Volviendo al tema planteado, inicialmente, la cantidad de automóviles que hay en nuestra ciudad es consecuencia de esa conducta humana. La gente compra automotores, en unos casos, para tener la satisfacción de poseer un aparato de ese nivel tecnológico y, en el otro extremo, como una herramienta de trabajo. A simple vista, ambos propósitos son legítimos, pero falta ver cuán útiles son para los protagonistas y para los demás. En Bolivia, la cantidad de vehículos de servicio público revela un descontrol casi total, con seguridad sus poseedores ni siquiera logran un rendimiento razonable de su inversión. En su balance no toman en cuenta el desgaste, la obsolescencia y el propio trabajo del conductor propietario, sumando esos ítemes es evidente que al final estos inversionistas acaban trabajando gratis y consumiendo poco a poco su ahorro. No hay quién oriente a las personas que tienen cinco o diez mil dólares para una inversión más productiva. En otros países, entidades públicas o privadas inteligentes y con sensibilidad social, ofrecen alternativas medias y pequeñas de inversión. En Cochabamba, hay sectores promisorios como la industrialización de productos agropecuarios, la fabricación de muebles y de ropa, la construcción de viviendas inteligentes y baratas y la producción de medicamentos.

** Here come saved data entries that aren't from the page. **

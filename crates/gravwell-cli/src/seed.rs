//! Initial particle distribution.

use gravwell_core::{Float4, HostVec};
use rand::Rng;
use std::f32::consts::TAU;

/// Speed every particle starts with, along its outward direction.
pub const INITIAL_SPEED: f32 = 0.0;

const MIN_RADIUS: f32 = 0.1;
const MAX_RADIUS: f32 = 0.95;

/// Initial particle state, ready for a gravity payload.
#[derive(Debug)]
pub struct Particles {
    pub positions: Vec<Float4>,
    pub velocities: HostVec<Float4>,
    pub colors: Vec<Float4>,
}

/// Spread `n` particles on a ring around the z axis.
///
/// Particle `i` sits at angle `TAU * i / n` with a random radius in
/// `[0.1, 0.95)`; its height is `radius - 0.5`, so the ring forms a cone.
/// All particles start red.
pub fn seed_particles(n: usize, rng: &mut impl Rng) -> Particles {
    let mut positions = Vec::with_capacity(n);
    let mut velocities = Vec::with_capacity(n);

    for i in 0..n {
        let angle = TAU * i as f32 / n as f32;
        let (sin, cos) = angle.sin_cos();
        let radius = rng.random_range(MIN_RADIUS..MAX_RADIUS);

        positions.push(Float4::new(radius * cos, radius * sin, radius - 0.5, 1.0));
        velocities.push(Float4::new(
            cos * INITIAL_SPEED,
            sin * INITIAL_SPEED,
            INITIAL_SPEED,
            1.0,
        ));
    }

    Particles {
        positions,
        velocities: HostVec::new(velocities),
        colors: vec![Float4::new(1.0, 0.0, 0.0, 1.0); n],
    }
}

#[cfg(test)]
mod tests {
    use super::*;
    use rand::SeedableRng;
    use rand::rngs::StdRng;

    #[test]
    fn test_ring_layout() {
        let mut rng = StdRng::seed_from_u64(7);
        let particles = seed_particles(64, &mut rng);
        assert_eq!(particles.positions.len(), 64);
        assert_eq!(particles.velocities.len(), 64);
        assert_eq!(particles.colors.len(), 64);

        for p in &particles.positions {
            let radius = (p.x * p.x + p.y * p.y).sqrt();
            assert!((MIN_RADIUS - 1e-5..MAX_RADIUS + 1e-5).contains(&radius));
            assert!((p.z - (radius - 0.5)).abs() < 1e-5);
            assert_eq!(p.w, 1.0);
        }
        // First particle lies on the positive x axis
        assert!(particles.positions[0].y.abs() < 1e-6);
        assert!(particles.positions[0].x > 0.0);
    }

    #[test]
    fn test_starts_at_rest_and_red() {
        let mut rng = StdRng::seed_from_u64(1);
        let particles = seed_particles(8, &mut rng);
        for v in particles.velocities.read().iter() {
            assert_eq!(*v, Float4::new(0.0, 0.0, 0.0, 1.0));
        }
        assert!(particles.colors.iter().all(|c| *c == Float4::new(1.0, 0.0, 0.0, 1.0)));
    }

    #[test]
    fn test_seed_is_deterministic() {
        let a = seed_particles(16, &mut StdRng::seed_from_u64(42));
        let b = seed_particles(16, &mut StdRng::seed_from_u64(42));
        assert_eq!(a.positions, b.positions);
    }
}
//! Ownership epochs of shared buffers.
//!
//! A shared buffer is owned either by graphics or by compute. Acquire moves it
//! to compute, release moves it back. No other transition exists.

use crate::{Error, ErrorCode, Result};

#[derive(Debug, Clone, Copy, PartialEq, Eq, Default)]
pub enum Owner {
    #[default]
    Graphics,
    Compute,
}

impl Owner {
    /// Transition for an acquire.
    pub fn acquire(&mut self) -> Result<()> {
        match self {
            Owner::Graphics => {
                *self = Owner::Compute;
                Ok(())
            }
            Owner::Compute => Err(Error::device("acquire", ErrorCode::InvalidGraphicsObject)),
        }
    }

    /// Transition for a release.
    pub fn release(&mut self) -> Result<()> {
        match self {
            Owner::Compute => {
                *self = Owner::Graphics;
                Ok(())
            }
            Owner::Graphics => Err(Error::device("release", ErrorCode::InvalidGraphicsObject)),
        }
    }

    /// Fails unless the compute side currently owns the buffer.
    pub fn check_compute(self, op: &'static str) -> Result<()> {
        match self {
            Owner::Compute => Ok(()),
            Owner::Graphics => Err(Error::device(op, ErrorCode::InvalidGraphicsObject)),
        }
    }

    /// Fails unless the graphics side currently owns the buffer.
    pub fn check_graphics(self, op: &'static str) -> Result<()> {
        match self {
            Owner::Graphics => Ok(()),
            Owner::Compute => Err(Error::device(op, ErrorCode::InvalidGraphicsObject)),
        }
    }
}

#[cfg(test)]
mod tests {
    use super::*;

    #[test]
    fn test_acquire_release_alternate() {
        let mut owner = Owner::default();
        owner.acquire().unwrap();
        assert!(owner.acquire().is_err());
        assert!(owner.check_graphics("draw").is_err());
        owner.check_compute("dispatch").unwrap();
        owner.release().unwrap();
        assert!(owner.release().is_err());
        owner.check_graphics("draw").unwrap();
    }
}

El ahorro interno que hemos transferido a los países ricos con la compra de celulares y automotores descontroladamente, supera los cinco mil millones de dólares, suma con la que podía haberse realizado obras importantes para acelerar el desarrollo y vencer los límites tan bajos de pobreza y atraso. A esta altura lo que está sucediendo preocupa a pocos analistas, los demás creen que es un progreso admirable y digno de ser sostenido. En lo relativo a los vehículos particulares, con seguridad la capacidad instalada ociosa, es mayor al 70%. Hay automóviles que sirven sólo para trasladar a una persona, cuando su capacidad es para cinco o seis. El congestionamiento es terrible; en ciertas horas la ciudad está paralizada con el incremento irracional del costo en dinero, tiempo y esfuerzo. En países más avanzados, esas deformaciones se resuelven con servicios públicos puntuales, limpios y seguros. Lo que falta es una conducta colectiva inteligente.
El capitalismo que no es una creación caprichosa, sino una etapa de la historia, puede servir para avanzar, pero también para retroceder y destruir, depende del comportamiento de gobernantes y gobernados.